═════ Exercise input

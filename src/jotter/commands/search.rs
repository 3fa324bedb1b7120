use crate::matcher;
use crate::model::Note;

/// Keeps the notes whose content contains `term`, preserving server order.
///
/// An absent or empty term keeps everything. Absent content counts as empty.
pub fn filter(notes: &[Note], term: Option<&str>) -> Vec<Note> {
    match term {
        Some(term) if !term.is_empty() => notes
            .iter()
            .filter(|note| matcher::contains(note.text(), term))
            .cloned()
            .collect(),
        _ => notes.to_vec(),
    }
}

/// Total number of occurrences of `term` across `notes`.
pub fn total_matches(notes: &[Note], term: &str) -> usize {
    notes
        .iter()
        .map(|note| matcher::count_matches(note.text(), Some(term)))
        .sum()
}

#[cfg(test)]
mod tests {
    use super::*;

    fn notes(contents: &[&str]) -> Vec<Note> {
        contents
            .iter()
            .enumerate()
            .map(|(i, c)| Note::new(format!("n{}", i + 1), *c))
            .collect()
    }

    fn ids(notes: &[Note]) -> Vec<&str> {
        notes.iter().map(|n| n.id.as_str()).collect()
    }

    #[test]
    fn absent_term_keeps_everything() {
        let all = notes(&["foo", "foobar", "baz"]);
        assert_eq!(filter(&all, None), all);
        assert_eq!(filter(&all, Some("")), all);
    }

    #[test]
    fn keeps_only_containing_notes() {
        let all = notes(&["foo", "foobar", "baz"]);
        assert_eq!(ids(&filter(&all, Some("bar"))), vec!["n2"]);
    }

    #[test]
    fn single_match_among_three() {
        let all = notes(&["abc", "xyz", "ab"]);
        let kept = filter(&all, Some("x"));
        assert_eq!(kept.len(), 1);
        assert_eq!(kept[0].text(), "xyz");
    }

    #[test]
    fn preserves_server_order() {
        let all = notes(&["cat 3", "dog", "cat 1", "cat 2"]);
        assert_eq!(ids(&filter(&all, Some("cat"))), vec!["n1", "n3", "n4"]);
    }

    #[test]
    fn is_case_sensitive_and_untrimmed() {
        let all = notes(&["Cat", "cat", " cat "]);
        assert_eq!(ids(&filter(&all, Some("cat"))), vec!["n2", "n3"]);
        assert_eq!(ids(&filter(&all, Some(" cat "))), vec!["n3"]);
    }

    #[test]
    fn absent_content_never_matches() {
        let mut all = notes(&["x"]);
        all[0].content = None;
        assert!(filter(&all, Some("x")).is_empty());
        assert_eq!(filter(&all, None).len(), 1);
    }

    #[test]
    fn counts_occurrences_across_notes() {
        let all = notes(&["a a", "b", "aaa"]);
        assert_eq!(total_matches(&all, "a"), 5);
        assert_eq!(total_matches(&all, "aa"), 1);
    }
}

══════════

This exercise requires the lines of the entries containing the string "iter".

            .iter()
        .iter()
            .iter()
        notes.iter().map(|n| n.id.as_str()).collect()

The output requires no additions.